━━━━━ Records to use ━━━━━

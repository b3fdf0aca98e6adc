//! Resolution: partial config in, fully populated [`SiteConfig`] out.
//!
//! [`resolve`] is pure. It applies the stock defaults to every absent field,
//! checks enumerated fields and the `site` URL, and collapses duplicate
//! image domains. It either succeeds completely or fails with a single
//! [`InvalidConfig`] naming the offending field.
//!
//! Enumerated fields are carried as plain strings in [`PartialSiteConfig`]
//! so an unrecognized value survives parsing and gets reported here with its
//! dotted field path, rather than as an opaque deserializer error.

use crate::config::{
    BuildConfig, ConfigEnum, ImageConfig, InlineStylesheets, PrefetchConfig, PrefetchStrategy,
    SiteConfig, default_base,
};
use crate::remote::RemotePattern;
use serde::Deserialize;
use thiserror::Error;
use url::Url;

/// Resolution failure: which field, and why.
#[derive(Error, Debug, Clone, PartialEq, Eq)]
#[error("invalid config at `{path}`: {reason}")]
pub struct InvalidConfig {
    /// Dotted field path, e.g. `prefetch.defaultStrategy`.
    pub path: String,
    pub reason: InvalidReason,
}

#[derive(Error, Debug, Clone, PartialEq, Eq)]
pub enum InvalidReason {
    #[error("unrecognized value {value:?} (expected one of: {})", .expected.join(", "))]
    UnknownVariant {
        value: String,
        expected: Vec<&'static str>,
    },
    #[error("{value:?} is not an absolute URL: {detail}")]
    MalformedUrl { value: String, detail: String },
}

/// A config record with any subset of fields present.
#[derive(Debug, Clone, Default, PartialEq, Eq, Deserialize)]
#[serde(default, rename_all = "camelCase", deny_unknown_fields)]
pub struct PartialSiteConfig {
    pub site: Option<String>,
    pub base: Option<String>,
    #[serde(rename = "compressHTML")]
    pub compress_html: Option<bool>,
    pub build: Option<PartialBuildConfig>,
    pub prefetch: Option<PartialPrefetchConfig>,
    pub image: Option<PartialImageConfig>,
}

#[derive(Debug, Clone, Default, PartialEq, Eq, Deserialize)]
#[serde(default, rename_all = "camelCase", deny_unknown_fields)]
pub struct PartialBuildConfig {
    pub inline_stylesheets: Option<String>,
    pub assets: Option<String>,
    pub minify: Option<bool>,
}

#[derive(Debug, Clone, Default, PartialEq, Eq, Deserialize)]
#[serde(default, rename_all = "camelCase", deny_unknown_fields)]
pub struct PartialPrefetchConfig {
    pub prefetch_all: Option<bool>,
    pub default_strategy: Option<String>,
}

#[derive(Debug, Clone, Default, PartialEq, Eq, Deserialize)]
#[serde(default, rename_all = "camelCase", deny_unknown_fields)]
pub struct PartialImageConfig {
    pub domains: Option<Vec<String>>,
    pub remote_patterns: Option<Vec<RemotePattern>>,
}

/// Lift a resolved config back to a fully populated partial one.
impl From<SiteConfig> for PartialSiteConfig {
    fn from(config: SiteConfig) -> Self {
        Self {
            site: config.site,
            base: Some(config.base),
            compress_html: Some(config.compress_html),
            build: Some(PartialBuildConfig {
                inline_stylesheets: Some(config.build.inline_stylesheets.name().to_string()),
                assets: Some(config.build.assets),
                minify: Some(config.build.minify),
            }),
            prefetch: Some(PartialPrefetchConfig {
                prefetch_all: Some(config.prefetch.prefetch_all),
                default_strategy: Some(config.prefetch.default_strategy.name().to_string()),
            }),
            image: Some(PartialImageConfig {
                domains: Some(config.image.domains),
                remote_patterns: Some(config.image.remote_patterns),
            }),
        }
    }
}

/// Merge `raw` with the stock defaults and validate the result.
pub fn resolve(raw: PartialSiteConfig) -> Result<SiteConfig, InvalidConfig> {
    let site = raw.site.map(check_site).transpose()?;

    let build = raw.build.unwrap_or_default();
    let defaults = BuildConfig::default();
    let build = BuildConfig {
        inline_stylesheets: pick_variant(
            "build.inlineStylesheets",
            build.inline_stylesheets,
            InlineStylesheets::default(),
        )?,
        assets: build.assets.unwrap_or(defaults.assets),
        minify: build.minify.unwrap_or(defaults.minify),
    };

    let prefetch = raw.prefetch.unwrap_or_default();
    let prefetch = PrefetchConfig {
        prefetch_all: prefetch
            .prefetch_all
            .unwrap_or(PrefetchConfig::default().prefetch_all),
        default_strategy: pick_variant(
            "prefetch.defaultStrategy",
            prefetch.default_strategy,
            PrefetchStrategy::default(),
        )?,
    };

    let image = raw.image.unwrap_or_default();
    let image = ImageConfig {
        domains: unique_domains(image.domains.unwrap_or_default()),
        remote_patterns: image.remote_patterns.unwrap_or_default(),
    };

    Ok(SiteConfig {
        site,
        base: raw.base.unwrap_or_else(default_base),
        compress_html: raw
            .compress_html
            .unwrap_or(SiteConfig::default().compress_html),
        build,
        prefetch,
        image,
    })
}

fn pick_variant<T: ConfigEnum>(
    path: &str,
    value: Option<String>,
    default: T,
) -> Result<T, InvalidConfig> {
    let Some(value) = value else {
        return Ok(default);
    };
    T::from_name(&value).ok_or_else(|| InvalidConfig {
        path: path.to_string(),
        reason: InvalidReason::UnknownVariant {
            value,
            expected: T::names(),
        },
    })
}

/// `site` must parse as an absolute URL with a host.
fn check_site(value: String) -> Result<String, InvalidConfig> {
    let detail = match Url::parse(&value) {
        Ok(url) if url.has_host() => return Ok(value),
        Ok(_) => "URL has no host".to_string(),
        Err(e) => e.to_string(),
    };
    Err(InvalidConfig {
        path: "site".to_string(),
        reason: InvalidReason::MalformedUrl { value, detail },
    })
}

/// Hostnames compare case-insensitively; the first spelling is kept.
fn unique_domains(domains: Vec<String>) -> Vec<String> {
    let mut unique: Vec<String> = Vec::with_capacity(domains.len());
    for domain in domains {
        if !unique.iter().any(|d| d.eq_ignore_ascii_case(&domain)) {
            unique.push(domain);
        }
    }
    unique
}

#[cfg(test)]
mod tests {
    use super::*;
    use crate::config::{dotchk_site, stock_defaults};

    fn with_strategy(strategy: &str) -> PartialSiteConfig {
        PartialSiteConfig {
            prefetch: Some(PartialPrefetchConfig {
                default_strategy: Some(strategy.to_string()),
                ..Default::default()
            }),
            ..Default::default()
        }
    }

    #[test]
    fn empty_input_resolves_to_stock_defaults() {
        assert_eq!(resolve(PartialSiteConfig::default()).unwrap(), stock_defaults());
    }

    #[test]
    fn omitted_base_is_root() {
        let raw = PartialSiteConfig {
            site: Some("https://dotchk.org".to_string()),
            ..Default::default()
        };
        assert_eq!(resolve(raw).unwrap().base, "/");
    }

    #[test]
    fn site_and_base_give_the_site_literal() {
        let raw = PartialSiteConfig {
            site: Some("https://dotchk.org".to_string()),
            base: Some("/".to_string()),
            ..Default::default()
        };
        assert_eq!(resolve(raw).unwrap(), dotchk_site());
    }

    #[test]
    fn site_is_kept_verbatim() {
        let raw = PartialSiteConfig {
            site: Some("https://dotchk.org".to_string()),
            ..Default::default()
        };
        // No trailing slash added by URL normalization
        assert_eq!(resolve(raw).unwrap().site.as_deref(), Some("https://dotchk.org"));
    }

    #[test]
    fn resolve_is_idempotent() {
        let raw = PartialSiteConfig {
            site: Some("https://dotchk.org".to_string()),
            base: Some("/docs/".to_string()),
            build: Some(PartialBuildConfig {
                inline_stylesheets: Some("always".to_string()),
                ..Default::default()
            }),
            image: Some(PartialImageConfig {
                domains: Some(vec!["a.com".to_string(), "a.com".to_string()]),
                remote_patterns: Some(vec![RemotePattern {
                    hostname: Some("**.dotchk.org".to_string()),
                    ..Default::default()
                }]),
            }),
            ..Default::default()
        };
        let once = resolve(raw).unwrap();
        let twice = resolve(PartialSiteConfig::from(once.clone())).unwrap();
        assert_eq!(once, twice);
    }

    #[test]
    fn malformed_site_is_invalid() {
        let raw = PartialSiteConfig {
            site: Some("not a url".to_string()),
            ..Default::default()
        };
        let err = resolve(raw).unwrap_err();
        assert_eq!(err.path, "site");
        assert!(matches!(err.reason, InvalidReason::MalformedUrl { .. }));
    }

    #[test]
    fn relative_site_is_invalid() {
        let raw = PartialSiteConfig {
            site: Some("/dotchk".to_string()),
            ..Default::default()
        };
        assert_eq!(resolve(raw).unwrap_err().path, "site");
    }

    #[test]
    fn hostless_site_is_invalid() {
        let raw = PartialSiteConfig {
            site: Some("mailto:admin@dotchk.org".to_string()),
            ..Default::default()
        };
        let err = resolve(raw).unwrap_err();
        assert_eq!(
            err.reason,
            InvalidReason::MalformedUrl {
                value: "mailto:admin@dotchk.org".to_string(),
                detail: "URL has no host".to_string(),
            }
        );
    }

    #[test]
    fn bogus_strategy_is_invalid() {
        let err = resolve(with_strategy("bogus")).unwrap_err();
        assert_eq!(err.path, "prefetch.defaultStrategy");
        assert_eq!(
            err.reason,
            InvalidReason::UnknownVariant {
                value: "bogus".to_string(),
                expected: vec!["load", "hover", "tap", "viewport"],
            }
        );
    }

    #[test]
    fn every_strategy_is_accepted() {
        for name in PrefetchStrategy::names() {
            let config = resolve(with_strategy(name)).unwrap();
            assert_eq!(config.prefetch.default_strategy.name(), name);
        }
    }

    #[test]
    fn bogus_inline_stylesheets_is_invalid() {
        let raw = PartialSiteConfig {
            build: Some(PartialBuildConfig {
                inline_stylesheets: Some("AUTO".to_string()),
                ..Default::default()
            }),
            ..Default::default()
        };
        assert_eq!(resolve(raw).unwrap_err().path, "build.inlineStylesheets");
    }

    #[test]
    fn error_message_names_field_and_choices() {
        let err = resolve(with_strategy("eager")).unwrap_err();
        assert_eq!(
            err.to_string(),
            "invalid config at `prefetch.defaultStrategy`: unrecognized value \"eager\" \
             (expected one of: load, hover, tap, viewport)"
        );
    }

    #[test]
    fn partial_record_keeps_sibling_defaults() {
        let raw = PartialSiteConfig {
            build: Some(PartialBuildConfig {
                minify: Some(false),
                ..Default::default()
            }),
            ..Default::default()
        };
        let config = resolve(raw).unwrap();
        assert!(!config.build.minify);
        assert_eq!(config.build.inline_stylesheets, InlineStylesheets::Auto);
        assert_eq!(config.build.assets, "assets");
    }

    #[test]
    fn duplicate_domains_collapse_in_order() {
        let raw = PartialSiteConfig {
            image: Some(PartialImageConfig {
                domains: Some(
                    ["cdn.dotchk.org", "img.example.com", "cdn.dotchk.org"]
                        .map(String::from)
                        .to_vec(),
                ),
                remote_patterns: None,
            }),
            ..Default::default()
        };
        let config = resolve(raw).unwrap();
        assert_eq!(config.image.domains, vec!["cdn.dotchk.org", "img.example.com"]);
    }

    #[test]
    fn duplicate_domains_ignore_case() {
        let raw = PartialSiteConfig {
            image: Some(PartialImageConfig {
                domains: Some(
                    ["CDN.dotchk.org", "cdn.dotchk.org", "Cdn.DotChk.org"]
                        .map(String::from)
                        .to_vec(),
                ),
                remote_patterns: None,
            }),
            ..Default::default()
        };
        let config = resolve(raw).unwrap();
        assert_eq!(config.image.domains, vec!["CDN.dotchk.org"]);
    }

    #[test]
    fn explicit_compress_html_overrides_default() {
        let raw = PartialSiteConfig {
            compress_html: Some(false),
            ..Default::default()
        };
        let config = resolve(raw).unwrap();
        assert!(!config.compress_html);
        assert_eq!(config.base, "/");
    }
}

━━━━━

→ **What the task asks**
Check each line of the material for "mailto". Copy the ones that have it.

→ **Answer box**
            site: Some("mailto:admin@dotchk.org".to_string()),
                value: "mailto:admin@dotchk.org".to_string(),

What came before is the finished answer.